START Supplied material

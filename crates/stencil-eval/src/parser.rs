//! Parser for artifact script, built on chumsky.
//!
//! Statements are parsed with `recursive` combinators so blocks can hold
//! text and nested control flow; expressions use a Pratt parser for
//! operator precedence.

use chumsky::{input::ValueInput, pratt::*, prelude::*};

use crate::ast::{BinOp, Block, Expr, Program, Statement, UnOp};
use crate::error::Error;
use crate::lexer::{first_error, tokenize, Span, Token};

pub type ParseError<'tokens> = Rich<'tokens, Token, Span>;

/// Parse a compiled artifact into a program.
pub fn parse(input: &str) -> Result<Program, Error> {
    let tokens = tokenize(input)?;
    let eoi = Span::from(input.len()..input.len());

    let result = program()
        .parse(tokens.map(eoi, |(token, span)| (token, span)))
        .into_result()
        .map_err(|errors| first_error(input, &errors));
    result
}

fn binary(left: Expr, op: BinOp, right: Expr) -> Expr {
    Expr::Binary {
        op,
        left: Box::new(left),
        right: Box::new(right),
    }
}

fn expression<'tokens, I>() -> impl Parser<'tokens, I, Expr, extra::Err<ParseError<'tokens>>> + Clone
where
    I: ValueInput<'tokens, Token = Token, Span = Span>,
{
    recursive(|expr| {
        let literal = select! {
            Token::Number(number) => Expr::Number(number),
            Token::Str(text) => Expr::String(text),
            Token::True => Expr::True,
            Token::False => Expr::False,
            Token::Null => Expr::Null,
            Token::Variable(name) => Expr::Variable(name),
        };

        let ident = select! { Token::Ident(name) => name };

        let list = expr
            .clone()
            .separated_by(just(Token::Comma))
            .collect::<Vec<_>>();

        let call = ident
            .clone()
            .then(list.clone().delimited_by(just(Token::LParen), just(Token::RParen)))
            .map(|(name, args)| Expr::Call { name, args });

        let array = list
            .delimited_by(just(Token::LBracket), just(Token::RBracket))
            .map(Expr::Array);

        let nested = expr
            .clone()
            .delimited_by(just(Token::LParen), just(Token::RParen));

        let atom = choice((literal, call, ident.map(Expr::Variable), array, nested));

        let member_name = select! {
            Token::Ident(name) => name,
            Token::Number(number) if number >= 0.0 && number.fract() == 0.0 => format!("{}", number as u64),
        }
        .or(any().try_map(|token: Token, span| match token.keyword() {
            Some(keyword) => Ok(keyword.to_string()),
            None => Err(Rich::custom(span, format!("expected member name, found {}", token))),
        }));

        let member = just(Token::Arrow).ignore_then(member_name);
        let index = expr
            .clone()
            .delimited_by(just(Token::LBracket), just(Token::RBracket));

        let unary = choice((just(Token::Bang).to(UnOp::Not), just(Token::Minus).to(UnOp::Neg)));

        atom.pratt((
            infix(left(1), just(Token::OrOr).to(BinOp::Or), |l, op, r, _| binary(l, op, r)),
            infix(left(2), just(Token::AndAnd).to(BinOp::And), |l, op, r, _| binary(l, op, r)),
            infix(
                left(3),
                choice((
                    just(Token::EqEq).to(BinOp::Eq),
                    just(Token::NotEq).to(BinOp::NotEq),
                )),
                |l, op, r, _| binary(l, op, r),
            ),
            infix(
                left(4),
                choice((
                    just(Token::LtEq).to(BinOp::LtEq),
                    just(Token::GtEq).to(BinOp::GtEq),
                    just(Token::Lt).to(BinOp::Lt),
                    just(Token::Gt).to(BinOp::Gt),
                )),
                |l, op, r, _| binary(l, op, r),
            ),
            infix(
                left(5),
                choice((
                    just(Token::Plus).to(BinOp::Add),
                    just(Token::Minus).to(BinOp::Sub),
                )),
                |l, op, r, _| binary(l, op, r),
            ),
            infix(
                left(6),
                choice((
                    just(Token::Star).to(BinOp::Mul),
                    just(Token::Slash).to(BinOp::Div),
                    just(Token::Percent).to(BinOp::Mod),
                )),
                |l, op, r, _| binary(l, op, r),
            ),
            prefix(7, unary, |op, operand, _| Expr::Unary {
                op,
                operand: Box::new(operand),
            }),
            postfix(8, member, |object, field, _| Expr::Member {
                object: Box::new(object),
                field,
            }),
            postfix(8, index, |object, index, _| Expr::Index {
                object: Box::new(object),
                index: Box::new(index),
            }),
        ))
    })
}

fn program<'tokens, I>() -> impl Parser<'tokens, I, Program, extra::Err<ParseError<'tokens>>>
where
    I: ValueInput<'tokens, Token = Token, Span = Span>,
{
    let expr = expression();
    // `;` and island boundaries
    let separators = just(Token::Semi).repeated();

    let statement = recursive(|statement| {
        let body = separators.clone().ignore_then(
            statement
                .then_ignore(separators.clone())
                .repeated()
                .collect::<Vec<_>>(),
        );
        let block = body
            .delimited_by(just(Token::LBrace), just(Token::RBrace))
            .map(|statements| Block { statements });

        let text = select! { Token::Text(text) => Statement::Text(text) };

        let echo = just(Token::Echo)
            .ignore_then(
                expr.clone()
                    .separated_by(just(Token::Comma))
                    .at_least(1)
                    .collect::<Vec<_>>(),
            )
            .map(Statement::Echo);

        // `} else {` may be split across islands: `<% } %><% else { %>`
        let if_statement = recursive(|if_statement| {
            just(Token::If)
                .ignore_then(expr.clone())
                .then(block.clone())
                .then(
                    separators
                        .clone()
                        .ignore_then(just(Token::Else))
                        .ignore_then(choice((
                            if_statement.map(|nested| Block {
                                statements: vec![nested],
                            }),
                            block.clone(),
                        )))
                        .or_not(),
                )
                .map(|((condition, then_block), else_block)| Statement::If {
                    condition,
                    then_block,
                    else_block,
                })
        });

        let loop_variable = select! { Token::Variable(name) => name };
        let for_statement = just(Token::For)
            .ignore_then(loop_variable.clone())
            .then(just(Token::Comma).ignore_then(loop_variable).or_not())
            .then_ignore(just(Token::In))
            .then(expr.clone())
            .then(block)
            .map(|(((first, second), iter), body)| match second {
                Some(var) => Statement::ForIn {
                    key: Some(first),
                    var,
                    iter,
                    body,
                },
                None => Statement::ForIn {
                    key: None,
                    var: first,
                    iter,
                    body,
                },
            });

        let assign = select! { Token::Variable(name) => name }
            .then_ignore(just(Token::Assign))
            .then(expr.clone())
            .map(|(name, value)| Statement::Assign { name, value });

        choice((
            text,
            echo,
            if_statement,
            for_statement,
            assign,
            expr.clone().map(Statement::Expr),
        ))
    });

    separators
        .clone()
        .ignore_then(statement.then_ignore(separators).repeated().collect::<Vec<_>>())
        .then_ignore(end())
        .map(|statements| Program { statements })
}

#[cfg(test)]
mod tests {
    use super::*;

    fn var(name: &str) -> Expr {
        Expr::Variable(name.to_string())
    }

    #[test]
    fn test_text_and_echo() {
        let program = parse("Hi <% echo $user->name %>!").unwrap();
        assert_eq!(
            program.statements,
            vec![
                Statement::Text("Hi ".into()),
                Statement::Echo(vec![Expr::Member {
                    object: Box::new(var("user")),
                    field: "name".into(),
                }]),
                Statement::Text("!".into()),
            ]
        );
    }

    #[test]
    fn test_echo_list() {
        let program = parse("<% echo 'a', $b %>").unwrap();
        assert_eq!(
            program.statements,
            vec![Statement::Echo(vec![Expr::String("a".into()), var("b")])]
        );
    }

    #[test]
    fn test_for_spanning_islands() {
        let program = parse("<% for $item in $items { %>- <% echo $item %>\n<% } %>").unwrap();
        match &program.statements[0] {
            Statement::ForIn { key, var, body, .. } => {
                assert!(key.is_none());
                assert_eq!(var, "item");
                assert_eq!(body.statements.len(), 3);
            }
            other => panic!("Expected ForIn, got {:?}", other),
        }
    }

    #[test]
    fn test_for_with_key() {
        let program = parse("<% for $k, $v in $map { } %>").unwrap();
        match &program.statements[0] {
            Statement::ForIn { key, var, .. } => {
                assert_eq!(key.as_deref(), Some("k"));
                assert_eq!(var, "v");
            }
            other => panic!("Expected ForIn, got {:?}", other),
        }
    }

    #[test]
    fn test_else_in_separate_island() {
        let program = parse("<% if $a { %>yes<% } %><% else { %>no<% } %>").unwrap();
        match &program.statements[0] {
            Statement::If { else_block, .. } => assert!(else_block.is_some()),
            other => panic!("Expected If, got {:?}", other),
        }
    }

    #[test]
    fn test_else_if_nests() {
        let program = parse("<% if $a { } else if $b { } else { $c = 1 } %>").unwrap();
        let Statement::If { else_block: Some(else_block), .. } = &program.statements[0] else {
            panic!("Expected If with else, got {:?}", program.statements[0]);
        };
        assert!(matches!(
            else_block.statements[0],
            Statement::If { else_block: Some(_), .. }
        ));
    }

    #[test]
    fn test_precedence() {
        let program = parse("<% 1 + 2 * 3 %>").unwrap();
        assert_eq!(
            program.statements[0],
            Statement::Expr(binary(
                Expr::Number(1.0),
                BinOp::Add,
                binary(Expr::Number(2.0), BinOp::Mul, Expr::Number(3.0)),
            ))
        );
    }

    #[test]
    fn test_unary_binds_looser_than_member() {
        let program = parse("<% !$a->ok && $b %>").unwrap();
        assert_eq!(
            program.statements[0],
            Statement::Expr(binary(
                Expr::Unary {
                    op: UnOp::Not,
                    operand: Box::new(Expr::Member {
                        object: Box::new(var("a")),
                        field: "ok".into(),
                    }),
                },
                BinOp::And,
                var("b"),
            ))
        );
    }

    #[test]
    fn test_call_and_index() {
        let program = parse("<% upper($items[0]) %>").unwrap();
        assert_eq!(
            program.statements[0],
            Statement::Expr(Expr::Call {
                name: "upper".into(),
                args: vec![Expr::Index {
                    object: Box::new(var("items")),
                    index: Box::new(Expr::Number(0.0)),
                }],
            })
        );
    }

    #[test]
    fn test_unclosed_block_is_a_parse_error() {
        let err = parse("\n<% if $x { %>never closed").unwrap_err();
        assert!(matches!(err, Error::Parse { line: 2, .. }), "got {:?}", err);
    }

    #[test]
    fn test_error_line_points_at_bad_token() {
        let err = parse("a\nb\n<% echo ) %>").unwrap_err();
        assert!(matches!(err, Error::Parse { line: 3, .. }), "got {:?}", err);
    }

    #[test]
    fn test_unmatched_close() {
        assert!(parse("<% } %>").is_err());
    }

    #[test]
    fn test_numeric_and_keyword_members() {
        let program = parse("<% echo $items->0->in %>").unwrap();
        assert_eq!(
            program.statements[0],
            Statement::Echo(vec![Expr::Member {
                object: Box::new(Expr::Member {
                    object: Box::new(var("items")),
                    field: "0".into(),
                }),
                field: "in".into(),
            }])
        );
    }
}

END Supplied material

What to do:
The word to find is "literal". Copy every line of the data that holds it.

Answer to the problem:
        let literal = select! {
        let atom = choice((literal, call, ident.map(Expr::Variable), array, nested));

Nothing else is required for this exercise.